_Goal of the exercise:_
Find the word "AzureResolver" in the listing; pull out each line holding it.

_Entries provided:_
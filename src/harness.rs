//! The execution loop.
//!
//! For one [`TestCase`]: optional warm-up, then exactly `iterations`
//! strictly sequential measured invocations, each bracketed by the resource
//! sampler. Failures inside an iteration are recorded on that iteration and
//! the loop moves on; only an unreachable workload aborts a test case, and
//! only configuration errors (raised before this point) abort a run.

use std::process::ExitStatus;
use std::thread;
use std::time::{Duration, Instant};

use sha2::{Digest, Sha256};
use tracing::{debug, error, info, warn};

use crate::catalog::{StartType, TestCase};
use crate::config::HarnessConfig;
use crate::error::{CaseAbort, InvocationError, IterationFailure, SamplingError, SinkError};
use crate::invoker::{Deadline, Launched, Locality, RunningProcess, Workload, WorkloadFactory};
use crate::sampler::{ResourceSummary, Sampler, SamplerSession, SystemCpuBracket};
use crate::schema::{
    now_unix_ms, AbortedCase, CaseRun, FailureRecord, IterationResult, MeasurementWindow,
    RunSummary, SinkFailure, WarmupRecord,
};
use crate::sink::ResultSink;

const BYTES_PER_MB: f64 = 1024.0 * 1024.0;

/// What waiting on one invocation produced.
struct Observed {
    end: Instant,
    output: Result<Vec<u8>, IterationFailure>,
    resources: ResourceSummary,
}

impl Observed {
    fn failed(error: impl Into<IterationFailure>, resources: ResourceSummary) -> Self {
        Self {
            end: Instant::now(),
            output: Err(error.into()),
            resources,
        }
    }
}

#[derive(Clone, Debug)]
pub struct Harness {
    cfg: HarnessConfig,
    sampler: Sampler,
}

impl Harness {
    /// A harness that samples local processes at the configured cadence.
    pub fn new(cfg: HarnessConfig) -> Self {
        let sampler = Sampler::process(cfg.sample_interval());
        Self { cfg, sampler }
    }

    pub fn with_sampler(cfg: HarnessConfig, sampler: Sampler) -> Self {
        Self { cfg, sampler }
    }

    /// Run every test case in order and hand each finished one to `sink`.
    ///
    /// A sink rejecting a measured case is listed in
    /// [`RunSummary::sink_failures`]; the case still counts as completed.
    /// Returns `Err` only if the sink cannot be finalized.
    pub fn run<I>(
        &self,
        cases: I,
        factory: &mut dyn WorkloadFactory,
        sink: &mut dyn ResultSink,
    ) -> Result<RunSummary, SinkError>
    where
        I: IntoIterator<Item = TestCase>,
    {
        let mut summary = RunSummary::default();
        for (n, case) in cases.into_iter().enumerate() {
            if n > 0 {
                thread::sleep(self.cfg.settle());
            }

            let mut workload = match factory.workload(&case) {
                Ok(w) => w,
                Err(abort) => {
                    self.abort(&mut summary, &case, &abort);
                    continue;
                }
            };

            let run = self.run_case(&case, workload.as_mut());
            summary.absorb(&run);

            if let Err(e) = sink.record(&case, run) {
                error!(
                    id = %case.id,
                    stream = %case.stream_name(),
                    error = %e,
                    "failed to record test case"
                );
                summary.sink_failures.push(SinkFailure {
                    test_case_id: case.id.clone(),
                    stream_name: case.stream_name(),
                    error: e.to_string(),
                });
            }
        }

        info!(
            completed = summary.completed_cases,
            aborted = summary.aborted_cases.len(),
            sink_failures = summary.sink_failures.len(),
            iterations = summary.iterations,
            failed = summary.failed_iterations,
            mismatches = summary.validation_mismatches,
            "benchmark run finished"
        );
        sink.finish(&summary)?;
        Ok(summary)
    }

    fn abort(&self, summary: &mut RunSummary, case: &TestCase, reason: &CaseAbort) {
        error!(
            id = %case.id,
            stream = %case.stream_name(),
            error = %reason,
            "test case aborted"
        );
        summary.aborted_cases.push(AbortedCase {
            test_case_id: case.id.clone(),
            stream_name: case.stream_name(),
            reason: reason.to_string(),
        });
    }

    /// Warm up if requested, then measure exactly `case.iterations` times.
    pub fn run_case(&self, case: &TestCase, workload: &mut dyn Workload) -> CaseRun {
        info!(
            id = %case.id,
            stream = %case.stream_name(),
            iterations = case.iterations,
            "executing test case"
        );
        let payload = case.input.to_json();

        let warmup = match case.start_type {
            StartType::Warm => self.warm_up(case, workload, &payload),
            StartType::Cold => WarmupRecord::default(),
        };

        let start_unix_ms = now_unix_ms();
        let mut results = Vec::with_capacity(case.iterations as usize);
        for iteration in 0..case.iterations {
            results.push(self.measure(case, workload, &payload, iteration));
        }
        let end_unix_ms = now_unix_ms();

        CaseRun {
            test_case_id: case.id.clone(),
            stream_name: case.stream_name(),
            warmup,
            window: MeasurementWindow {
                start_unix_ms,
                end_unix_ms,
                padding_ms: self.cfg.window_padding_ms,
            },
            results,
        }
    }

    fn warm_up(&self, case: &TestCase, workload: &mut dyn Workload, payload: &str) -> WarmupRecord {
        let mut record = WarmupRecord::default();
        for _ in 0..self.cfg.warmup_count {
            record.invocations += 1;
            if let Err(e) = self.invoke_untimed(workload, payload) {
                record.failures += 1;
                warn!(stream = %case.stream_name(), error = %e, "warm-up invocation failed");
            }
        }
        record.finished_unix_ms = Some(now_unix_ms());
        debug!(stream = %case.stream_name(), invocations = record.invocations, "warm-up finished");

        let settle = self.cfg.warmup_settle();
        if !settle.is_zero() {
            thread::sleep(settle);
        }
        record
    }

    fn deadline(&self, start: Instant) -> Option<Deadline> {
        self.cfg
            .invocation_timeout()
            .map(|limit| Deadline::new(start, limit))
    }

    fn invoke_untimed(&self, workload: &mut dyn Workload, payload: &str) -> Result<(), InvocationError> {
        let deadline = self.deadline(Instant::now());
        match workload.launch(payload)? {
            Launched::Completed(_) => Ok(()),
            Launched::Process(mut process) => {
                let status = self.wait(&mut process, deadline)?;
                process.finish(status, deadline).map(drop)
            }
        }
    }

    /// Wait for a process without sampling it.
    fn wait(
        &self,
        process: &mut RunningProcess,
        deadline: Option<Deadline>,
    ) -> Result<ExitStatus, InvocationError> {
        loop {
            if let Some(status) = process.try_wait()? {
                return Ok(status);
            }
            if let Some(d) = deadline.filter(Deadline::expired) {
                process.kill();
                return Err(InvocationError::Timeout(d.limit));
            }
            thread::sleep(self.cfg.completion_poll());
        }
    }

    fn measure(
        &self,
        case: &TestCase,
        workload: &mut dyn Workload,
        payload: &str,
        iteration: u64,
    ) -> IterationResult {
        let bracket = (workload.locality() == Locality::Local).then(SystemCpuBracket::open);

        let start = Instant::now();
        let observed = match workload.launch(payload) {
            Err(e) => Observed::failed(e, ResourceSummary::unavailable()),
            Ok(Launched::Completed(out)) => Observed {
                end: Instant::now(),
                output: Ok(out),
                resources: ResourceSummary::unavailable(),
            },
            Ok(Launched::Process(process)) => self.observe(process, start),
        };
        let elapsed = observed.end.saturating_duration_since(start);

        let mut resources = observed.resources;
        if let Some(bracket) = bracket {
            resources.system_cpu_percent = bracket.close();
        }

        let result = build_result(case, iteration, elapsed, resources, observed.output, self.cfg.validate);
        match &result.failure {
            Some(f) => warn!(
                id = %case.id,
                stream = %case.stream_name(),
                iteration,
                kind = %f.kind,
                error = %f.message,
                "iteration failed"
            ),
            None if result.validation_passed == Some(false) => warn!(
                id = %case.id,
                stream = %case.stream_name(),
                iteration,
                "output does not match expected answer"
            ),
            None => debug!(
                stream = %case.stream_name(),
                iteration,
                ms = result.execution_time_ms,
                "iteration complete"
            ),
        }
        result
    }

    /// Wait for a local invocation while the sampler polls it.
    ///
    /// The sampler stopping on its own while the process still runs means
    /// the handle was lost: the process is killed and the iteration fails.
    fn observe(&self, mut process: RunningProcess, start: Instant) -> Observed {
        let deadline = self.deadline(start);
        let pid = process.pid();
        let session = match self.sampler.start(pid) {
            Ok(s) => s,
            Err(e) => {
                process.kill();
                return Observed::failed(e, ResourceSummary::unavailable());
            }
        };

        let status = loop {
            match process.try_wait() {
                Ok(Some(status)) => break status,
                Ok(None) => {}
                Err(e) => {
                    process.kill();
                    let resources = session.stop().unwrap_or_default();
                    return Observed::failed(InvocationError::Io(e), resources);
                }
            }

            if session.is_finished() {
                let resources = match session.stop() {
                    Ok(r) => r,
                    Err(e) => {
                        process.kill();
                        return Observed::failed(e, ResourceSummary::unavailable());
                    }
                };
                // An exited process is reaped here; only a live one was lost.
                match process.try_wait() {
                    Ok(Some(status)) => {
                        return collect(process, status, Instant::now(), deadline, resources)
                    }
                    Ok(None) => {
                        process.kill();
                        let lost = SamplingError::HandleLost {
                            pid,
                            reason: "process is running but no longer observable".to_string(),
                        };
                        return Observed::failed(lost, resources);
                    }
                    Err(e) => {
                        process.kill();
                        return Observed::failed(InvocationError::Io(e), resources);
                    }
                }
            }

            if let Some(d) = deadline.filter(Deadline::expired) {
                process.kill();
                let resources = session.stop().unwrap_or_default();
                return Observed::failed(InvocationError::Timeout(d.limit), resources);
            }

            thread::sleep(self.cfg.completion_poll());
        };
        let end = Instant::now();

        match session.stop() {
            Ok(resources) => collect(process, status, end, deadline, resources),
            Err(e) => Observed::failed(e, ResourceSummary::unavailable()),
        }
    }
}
==
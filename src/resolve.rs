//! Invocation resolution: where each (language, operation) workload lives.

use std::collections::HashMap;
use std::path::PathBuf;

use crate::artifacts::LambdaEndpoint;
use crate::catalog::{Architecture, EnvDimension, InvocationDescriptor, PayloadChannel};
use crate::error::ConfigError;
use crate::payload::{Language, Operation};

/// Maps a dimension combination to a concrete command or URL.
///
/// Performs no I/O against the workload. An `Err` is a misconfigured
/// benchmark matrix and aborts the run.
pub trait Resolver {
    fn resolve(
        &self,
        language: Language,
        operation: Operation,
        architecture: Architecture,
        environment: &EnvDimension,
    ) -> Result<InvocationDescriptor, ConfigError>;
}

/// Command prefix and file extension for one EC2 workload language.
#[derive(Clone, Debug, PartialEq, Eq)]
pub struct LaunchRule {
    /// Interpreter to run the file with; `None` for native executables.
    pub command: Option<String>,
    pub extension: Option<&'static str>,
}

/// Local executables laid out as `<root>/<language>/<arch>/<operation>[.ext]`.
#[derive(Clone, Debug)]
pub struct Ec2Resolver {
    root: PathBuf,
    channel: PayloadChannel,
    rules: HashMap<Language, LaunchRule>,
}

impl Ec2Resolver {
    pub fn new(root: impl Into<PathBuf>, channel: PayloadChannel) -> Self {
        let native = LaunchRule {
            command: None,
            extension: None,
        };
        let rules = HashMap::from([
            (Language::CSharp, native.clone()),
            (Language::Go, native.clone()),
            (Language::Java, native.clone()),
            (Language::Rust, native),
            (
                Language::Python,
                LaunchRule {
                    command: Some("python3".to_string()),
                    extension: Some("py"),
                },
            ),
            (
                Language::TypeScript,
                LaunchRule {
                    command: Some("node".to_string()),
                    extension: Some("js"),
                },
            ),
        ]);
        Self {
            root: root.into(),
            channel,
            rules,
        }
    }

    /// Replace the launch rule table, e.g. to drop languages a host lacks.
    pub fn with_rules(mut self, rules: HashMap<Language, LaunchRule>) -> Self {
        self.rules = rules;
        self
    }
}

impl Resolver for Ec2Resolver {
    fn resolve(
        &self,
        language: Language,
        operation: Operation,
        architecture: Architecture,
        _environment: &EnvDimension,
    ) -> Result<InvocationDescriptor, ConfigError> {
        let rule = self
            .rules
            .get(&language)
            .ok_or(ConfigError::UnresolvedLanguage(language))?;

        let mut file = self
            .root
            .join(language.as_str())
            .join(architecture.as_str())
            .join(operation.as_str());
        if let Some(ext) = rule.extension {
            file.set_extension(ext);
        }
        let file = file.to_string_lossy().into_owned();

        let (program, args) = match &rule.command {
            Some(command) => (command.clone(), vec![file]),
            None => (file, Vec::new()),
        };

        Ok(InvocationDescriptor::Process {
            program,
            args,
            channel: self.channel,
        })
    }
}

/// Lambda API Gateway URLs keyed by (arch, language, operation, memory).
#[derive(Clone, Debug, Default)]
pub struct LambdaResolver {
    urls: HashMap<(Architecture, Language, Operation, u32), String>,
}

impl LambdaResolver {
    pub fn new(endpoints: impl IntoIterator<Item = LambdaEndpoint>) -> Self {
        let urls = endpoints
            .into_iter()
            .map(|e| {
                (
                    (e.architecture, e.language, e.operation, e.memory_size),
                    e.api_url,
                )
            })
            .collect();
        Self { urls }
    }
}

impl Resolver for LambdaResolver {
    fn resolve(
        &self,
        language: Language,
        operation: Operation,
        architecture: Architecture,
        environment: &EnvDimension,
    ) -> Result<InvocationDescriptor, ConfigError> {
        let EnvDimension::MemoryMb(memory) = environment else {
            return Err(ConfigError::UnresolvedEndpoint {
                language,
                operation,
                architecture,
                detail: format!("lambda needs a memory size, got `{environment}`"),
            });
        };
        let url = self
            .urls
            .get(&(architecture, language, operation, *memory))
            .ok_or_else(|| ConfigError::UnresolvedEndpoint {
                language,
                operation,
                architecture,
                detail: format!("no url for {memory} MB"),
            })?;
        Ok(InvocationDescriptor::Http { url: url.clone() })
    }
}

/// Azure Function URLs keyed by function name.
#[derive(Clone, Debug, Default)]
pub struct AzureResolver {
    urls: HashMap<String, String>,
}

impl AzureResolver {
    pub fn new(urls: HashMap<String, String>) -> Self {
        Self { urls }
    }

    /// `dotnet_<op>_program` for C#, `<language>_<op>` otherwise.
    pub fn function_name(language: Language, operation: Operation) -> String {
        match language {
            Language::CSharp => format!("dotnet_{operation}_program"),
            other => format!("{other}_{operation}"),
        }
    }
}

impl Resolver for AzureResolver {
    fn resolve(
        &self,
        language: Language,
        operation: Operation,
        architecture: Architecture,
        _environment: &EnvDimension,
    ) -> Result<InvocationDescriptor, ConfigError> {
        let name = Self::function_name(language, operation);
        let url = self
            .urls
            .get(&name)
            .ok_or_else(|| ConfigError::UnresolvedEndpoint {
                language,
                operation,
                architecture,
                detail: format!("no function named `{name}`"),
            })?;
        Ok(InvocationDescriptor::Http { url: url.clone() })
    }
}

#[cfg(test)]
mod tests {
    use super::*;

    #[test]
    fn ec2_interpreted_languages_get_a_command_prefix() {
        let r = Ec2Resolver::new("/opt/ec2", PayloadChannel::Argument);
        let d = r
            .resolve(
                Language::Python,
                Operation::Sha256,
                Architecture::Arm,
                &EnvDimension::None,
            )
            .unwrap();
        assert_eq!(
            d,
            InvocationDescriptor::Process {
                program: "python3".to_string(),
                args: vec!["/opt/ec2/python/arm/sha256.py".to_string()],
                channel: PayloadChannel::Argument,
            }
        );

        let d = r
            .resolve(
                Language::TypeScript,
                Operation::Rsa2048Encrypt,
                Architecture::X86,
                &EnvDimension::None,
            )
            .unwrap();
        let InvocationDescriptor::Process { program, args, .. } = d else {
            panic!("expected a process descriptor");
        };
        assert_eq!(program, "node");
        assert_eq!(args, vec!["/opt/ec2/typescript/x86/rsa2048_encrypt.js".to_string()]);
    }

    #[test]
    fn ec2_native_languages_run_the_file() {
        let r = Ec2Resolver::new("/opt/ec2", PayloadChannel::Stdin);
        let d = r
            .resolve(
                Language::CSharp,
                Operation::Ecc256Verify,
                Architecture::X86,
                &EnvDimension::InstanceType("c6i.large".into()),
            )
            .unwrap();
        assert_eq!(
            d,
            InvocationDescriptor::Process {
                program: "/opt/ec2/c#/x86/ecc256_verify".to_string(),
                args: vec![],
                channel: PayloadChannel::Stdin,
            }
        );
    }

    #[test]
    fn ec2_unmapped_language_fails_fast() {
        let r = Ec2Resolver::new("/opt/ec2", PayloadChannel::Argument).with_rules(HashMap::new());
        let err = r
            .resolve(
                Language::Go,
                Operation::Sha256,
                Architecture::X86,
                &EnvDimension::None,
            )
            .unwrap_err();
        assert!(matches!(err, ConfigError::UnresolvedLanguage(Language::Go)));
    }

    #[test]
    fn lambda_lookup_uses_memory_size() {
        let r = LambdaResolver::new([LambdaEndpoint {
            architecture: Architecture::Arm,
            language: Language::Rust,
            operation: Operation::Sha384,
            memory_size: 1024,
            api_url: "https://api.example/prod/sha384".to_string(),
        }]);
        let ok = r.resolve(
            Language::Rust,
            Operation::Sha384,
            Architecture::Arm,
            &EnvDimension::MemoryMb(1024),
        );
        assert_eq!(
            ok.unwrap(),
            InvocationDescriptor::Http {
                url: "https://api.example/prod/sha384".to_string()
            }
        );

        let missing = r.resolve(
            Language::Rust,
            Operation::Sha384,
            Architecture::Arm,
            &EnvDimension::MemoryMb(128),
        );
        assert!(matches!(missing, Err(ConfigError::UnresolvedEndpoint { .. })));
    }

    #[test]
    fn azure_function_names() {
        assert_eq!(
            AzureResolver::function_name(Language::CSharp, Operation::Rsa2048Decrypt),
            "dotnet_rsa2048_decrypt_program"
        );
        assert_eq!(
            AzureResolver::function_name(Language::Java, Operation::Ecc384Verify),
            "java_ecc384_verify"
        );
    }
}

_Exercise result:_
pub struct AzureResolver {
impl AzureResolver {
impl Resolver for AzureResolver {
            AzureResolver::function_name(Language::CSharp, Operation::Rsa2048Decrypt),
            AzureResolver::function_name(Language::Java, Operation::Ecc384Verify),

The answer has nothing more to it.